[SOURCE RECORDS]

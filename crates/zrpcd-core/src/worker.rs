//! Worker pool (§4.3, §4.5 concurrency model).
//!
//! Each worker owns exactly one [`ChildChannel`] for its whole lifetime, but
//! all workers drain the same single bounded queue — whichever worker is
//! free next takes the next request, with no affinity to a particular
//! worker (§2, §4.3, §9 testable property 5). A busy worker never starves
//! an idle one: the queue's one shared capacity (not `num_workers` times
//! that) is the only bound on how far the dispatch loop can run ahead of
//! the pool.

use std::path::PathBuf;
use std::sync::Arc;

use tokio::sync::{mpsc, Mutex};

use crate::channel::ChildChannel;
use crate::dispatcher::{Dispatcher, HandlerContext};
use crate::error::DaemonError;
use crate::output::OutputSink;
use crate::protocol::{error_codes, Request, Response};
use crate::stream::StreamManager;

const DEFAULT_QUEUE_CAPACITY: usize = 100;

pub struct WorkerPoolConfig {
    pub num_workers: usize,
    pub queue_capacity: usize,
    pub helper_path: PathBuf,
}

impl WorkerPoolConfig {
    pub fn new(num_workers: usize, helper_path: PathBuf) -> Self {
        Self {
            num_workers,
            queue_capacity: DEFAULT_QUEUE_CAPACITY,
            helper_path,
        }
    }
}

/// Front door to the pool: a single shared queue every worker drains from,
/// plus a join handle per worker for the daemon's shutdown drain.
pub struct WorkerPool {
    sender: mpsc::Sender<Request>,
    num_workers: usize,
    tasks: Vec<tokio::task::JoinHandle<()>>,
}

impl WorkerPool {
    /// Spawns every worker's helper channel up front, all sharing one
    /// bounded queue. Returns `DaemonError::NoWorkersReady` only if every
    /// single spawn failed; a partial failure is logged per-worker and the
    /// pool runs with fewer workers than requested (§4.3: reduced capacity
    /// beats refusing to start when at least one helper is usable).
    pub async fn spawn(
        config: WorkerPoolConfig,
        dispatcher: Arc<Dispatcher>,
        output: Arc<OutputSink>,
    ) -> Result<Self, DaemonError> {
        let (tx, rx) = mpsc::channel(config.queue_capacity);
        let queue = Arc::new(Mutex::new(rx));

        let mut tasks = Vec::with_capacity(config.num_workers);
        let mut ready_workers = 0;

        for worker_id in 0..config.num_workers {
            let channel = match ChildChannel::spawn(&config.helper_path, worker_id).await {
                Ok(channel) => channel,
                Err(err) => {
                    tracing::error!(worker_id, error = %err, "worker failed to start, skipping");
                    continue;
                }
            };

            let worker = Worker {
                worker_id,
                channel,
                stream: StreamManager::new(),
                dispatcher: Arc::clone(&dispatcher),
                output: Arc::clone(&output),
            };
            tasks.push(tokio::spawn(worker.run(Arc::clone(&queue))));
            ready_workers += 1;
        }

        if ready_workers == 0 {
            return Err(DaemonError::NoWorkersReady);
        }

        Ok(Self {
            sender: tx,
            num_workers: ready_workers,
            tasks,
        })
    }

    pub fn available(&self) -> usize {
        self.num_workers
    }

    /// Hands the request to the shared queue; whichever worker becomes free
    /// first dequeues it next. No affinity between a request and a worker.
    pub async fn enqueue(&self, request: Request) {
        if self.sender.send(request).await.is_err() {
            tracing::error!("worker queue closed, dropping request");
        }
    }

    /// Drops the sender so workers observe channel closure once the shared
    /// queue drains, then waits for every worker task to exit (§6 Shutdown:
    /// EOF on stdin drains in-flight work before exiting).
    pub async fn shutdown(self) {
        drop(self.sender);
        for task in self.tasks {
            let _ = task.await;
        }
    }
}

struct Worker {
    worker_id: usize,
    channel: ChildChannel,
    stream: StreamManager,
    dispatcher: Arc<Dispatcher>,
    output: Arc<OutputSink>,
}

impl Worker {
    /// Locks the shared queue only to pull the next request, releasing it
    /// immediately so other idle workers can race for the one after —
    /// holding the lock across `handle` would serialize the whole pool.
    async fn run(mut self, queue: Arc<Mutex<mpsc::Receiver<Request>>>) {
        loop {
            let request = {
                let mut queue = queue.lock().await;
                queue.recv().await
            };
            let Some(request) = request else {
                break;
            };
            let response = self.handle(request).await;
            if let Err(err) = self.output.emit(&response) {
                tracing::error!(worker_id = self.worker_id, error = %err, "failed to write response");
            }
        }
    }

    async fn handle(&mut self, request: Request) -> Response {
        let Some(handler) = self.dispatcher.get(&request.method) else {
            return Response::failure(
                Some(request.id),
                error_codes::METHOD_NOT_FOUND,
                format!("Unrecognized command {}", request.method),
            );
        };

        let mut ctx = HandlerContext {
            channel: &mut self.channel,
            stream: &self.stream,
            output: Arc::clone(&self.output),
        };

        match handler(&mut ctx, request.params).await {
            Ok(result) => Response::success(request.id, result),
            Err(handler_error) => Response::failure_with_data(
                Some(request.id),
                handler_error.code,
                handler_error.message,
                handler_error.data,
            ),
        }
    }
}
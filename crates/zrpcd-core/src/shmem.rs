//! Typed, atomically-accessed view over the helper's shared-memory region
//! (§3 Shared-memory layout, §9 "unsafe pointer arithmetic... becomes a
//! typed view").
//!
//! The region is created and written by the helper process; the daemon only
//! maps and reads it (plus resetting `ready_flag` after consuming it). The
//! `unsafe` needed to bridge raw mapped bytes into atomics is confined to
//! this module.

use std::path::Path;
use std::sync::atomic::{AtomicI32, Ordering};

use memmap2::MmapMut;

const READY_FLAG_OFFSET: usize = 0;
const CONTENT_LENGTH_OFFSET: usize = 4;
const MIN_REGION_LEN: usize = CONTENT_LENGTH_OFFSET + 8;

/// Maps the fixed-layout region the helper advertises in its startup banner
/// (`Path: <absolute path>`). Mapping failures are non-fatal to the channel:
/// callers keep the channel's `shmem` field `None` and tolerate its absence.
pub struct SharedMemoryView {
    mmap: MmapMut,
}

impl SharedMemoryView {
    pub fn open(path: &Path) -> std::io::Result<Self> {
        let file = std::fs::OpenOptions::new().read(true).write(true).open(path)?;
        let mut mmap = unsafe { MmapMut::map_mut(&file)? };
        if mmap.len() < MIN_REGION_LEN {
            // Grow the local view conceptually is not possible once mapped;
            // treat an undersized region as unusable.
            return Err(std::io::Error::new(
                std::io::ErrorKind::InvalidData,
                format!(
                    "shared memory region at {} is {} bytes, need at least {}",
                    path.display(),
                    mmap.len(),
                    MIN_REGION_LEN
                ),
            ));
        }
        // Zero stray bytes would be incorrect here: the helper owns the
        // contents. Touch the slice once to ensure the mapping is live.
        let _ = &mut mmap[..];
        Ok(Self { mmap })
    }

    fn ready_flag_atomic(&self) -> &AtomicI32 {
        // SAFETY: `READY_FLAG_OFFSET` is 0, trivially aligned to 4 bytes
        // because the mapping itself is page-aligned. The region outlives
        // this reference for the lifetime of `self`.
        unsafe { &*(self.mmap.as_ptr().add(READY_FLAG_OFFSET) as *const AtomicI32) }
    }

    /// Non-zero once the helper has published a valid `content_length`.
    pub fn ready_flag(&self) -> i32 {
        self.ready_flag_atomic().load(Ordering::Acquire)
    }

    /// Resets `ready_flag` to zero after the handler has consumed
    /// `content_length`.
    pub fn reset_ready_flag(&self) {
        self.ready_flag_atomic().store(0, Ordering::Release);
    }

    /// The alternative layout (§3): offset 0 read as a percent-complete
    /// counter instead of a ready flag. Same physical cell, different
    /// semantic use by the progress poll loop (§4.5 step 5).
    pub fn progress(&self) -> i32 {
        self.ready_flag_atomic().load(Ordering::Acquire)
    }

    /// `content_length`, an 8-byte value at an offset (4) that is not
    /// 8-byte aligned relative to the mapping base, so it cannot be read
    /// through `AtomicI64`. A raw unaligned read paired with an acquire
    /// fence gives the same "see the helper's write before anything after
    /// this call" guarantee without relying on unaligned atomics.
    pub fn content_length(&self) -> i64 {
        let ptr = unsafe { self.mmap.as_ptr().add(CONTENT_LENGTH_OFFSET) as *const i64 };
        // SAFETY: offset + 8 <= mmap.len() was checked in `open`.
        let value = unsafe { ptr.read_unaligned() };
        std::sync::atomic::fence(Ordering::Acquire);
        value
    }
}

#[cfg(test)]
mod tests {
    use super::*;
    use std::io::Write;

    fn region_file(len: usize) -> tempfile::NamedTempFile {
        let mut file = tempfile::NamedTempFile::new().unwrap();
        file.write_all(&vec![0u8; len]).unwrap();
        file.flush().unwrap();
        file
    }

    #[test]
    fn ready_flag_round_trips() {
        let file = region_file(64);
        let view = SharedMemoryView::open(file.path()).unwrap();
        assert_eq!(view.ready_flag(), 0);
        view.ready_flag_atomic().store(1, Ordering::Release);
        assert_eq!(view.ready_flag(), 1);
        view.reset_ready_flag();
        assert_eq!(view.ready_flag(), 0);
    }

    #[test]
    fn content_length_reads_unaligned_i64() {
        let file = region_file(64);
        let view = SharedMemoryView::open(file.path()).unwrap();
        assert_eq!(view.content_length(), 0);
    }

    #[test]
    fn undersized_region_is_rejected() {
        let file = region_file(4);
        assert!(SharedMemoryView::open(file.path()).is_err());
    }
}
//! Statistics for a finished crawl job
//!
//! This module provides functionality for summarizing task reports and
//! displaying them.

use crate::output::TaskReport;
use std::collections::BTreeMap;
use std::time::Duration;

/// Crawl job statistics summary
#[derive(Debug, Clone, PartialEq, Eq)]
pub struct JobStatistics {
    /// Number of tasks dispatched
    pub total: usize,

    /// Tasks that produced a fragment (possibly empty)
    pub succeeded: usize,

    /// Tasks whose every attempt failed
    pub failed: usize,

    /// Successful tasks whose fragment was empty
    pub empty_fragments: usize,

    /// Fetch attempts across all tasks
    pub total_attempts: u64,

    /// Characters in the aggregate text
    pub content_chars: usize,

    /// Failed tasks grouped by error kind
    pub error_summary: BTreeMap<&'static str, usize>,

    /// Wall-clock duration of the job
    pub elapsed: Duration,
}

impl JobStatistics {
    /// Builds statistics from per-task reports
    pub fn from_reports(reports: &[TaskReport], elapsed: Duration) -> Self {
        let mut stats = Self {
            total: reports.len(),
            succeeded: 0,
            failed: 0,
            empty_fragments: 0,
            total_attempts: 0,
            content_chars: 0,
            error_summary: BTreeMap::new(),
            elapsed,
        };

        for report in reports {
            stats.total_attempts += u64::from(report.attempts);

            if let Some(fragment) = report.outcome.fragment() {
                stats.succeeded += 1;
                stats.content_chars += fragment.chars().count();
                if fragment.is_empty() {
                    stats.empty_fragments += 1;
                }
            }

            if let Some(error) = report.outcome.error() {
                stats.failed += 1;
                *stats.error_summary.entry(error_kind(error)).or_insert(0) += 1;
            }
        }

        stats
    }

    /// Percentage of tasks that succeeded
    pub fn success_rate(&self) -> f64 {
        if self.total > 0 {
            (self.succeeded as f64 / self.total as f64) * 100.0
        } else {
            0.0
        }
    }
}

/// Short label for an error variant
fn error_kind(error: &crate::FetchError) -> &'static str {
    use crate::FetchError;

    match error {
        FetchError::Timeout { .. } => "timeout",
        FetchError::Network { .. } => "network",
        FetchError::HttpStatus { .. } => "http-status",
        FetchError::InvalidUrl { .. } => "invalid-url",
        FetchError::Body { .. } => "body",
        FetchError::Aborted { .. } => "aborted",
    }
}

/// Prints statistics to stderr in a formatted manner
///
/// Stdout is reserved for the aggregate text.
pub fn print_statistics(stats: &JobStatistics, reports: &[TaskReport]) {
    eprintln!("=== Job Statistics ===\n");

    eprintln!("Overview:");
    eprintln!("  Tasks dispatched: {}", stats.total);
    eprintln!("  Succeeded: {}", stats.succeeded);
    eprintln!("  Failed: {}", stats.failed);
    eprintln!("  Empty fragments: {}", stats.empty_fragments);
    eprintln!("  Fetch attempts: {}", stats.total_attempts);
    eprintln!("  Aggregate length: {} chars", stats.content_chars);
    eprintln!("  Elapsed: {:.2?}", stats.elapsed);
    eprintln!();

    if !stats.error_summary.is_empty() {
        eprintln!("Error Summary:");
        for (kind, count) in &stats.error_summary {
            eprintln!("  {}: {}", kind, count);
        }
        eprintln!();

        eprintln!("Failed URLs:");
        for report in reports {
            if let Some(error) = report.outcome.error() {
                eprintln!("  - {} ({} attempts): {}", report.url, report.attempts, error);
            }
        }
        eprintln!();
    }

    eprintln!(
        "Success Rate: {:.1}% ({} / {} tasks)",
        stats.success_rate(),
        stats.succeeded,
        stats.total
    );
}

#[cfg(test)]
mod tests {
    use super::*;
    use crate::state::TaskOutcome;
    use crate::FetchError;

    fn report(url: &str, attempts: u32, outcome: TaskOutcome) -> TaskReport {
        TaskReport {
            url: url.to_string(),
            attempts,
            outcome,
        }
    }

    #[test]
    fn test_statistics_from_reports() {
        let reports = vec![
            report("http://a.test", 1, TaskOutcome::Success("Hello".to_string())),
            report("http://b.test", 2, TaskOutcome::Success(String::new())),
            report(
                "http://c.test",
                3,
                TaskOutcome::Failed(FetchError::Timeout {
                    url: "http://c.test".to_string(),
                    timeout_ms: 100,
                }),
            ),
            report(
                "http://d.test",
                3,
                TaskOutcome::Failed(FetchError::HttpStatus {
                    url: "http://d.test".to_string(),
                    status: 500,
                }),
            ),
        ];

        let stats = JobStatistics::from_reports(&reports, Duration::from_secs(2));

        assert_eq!(stats.total, 4);
        assert_eq!(stats.succeeded, 2);
        assert_eq!(stats.failed, 2);
        assert_eq!(stats.empty_fragments, 1);
        assert_eq!(stats.total_attempts, 9);
        assert_eq!(stats.content_chars, 5);
        assert_eq!(stats.error_summary.get("timeout"), Some(&1));
        assert_eq!(stats.error_summary.get("http-status"), Some(&1));
        assert_eq!(stats.success_rate(), 50.0);
    }

    #[test]
    fn test_empty_statistics() {
        let stats = JobStatistics::from_reports(&[], Duration::ZERO);
        assert_eq!(stats.total, 0);
        assert_eq!(stats.success_rate(), 0.0);
    }
}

[/SOURCE RECORDS]

### EXERCISE OBJECTIVE
Reproduce, exactly as they stand in the data above, the lines from the one that holds "per-worker and the" to the one that holds "let worker = Worker", inclusive.

### TASK RESULT
    /// single spawn failed; a partial failure is logged per-worker and the
    /// pool runs with fewer workers than requested (§4.3: reduced capacity
    /// beats refusing to start when at least one helper is usable).
    pub async fn spawn(
        config: WorkerPoolConfig,
        dispatcher: Arc<Dispatcher>,
        output: Arc<OutputSink>,
    ) -> Result<Self, DaemonError> {
        let (tx, rx) = mpsc::channel(config.queue_capacity);
        let queue = Arc::new(Mutex::new(rx));

        let mut tasks = Vec::with_capacity(config.num_workers);
        let mut ready_workers = 0;

        for worker_id in 0..config.num_workers {
            let channel = match ChildChannel::spawn(&config.helper_path, worker_id).await {
                Ok(channel) => channel,
                Err(err) => {
                    tracing::error!(worker_id, error = %err, "worker failed to start, skipping");
                    continue;
                }
            };

            let worker = Worker {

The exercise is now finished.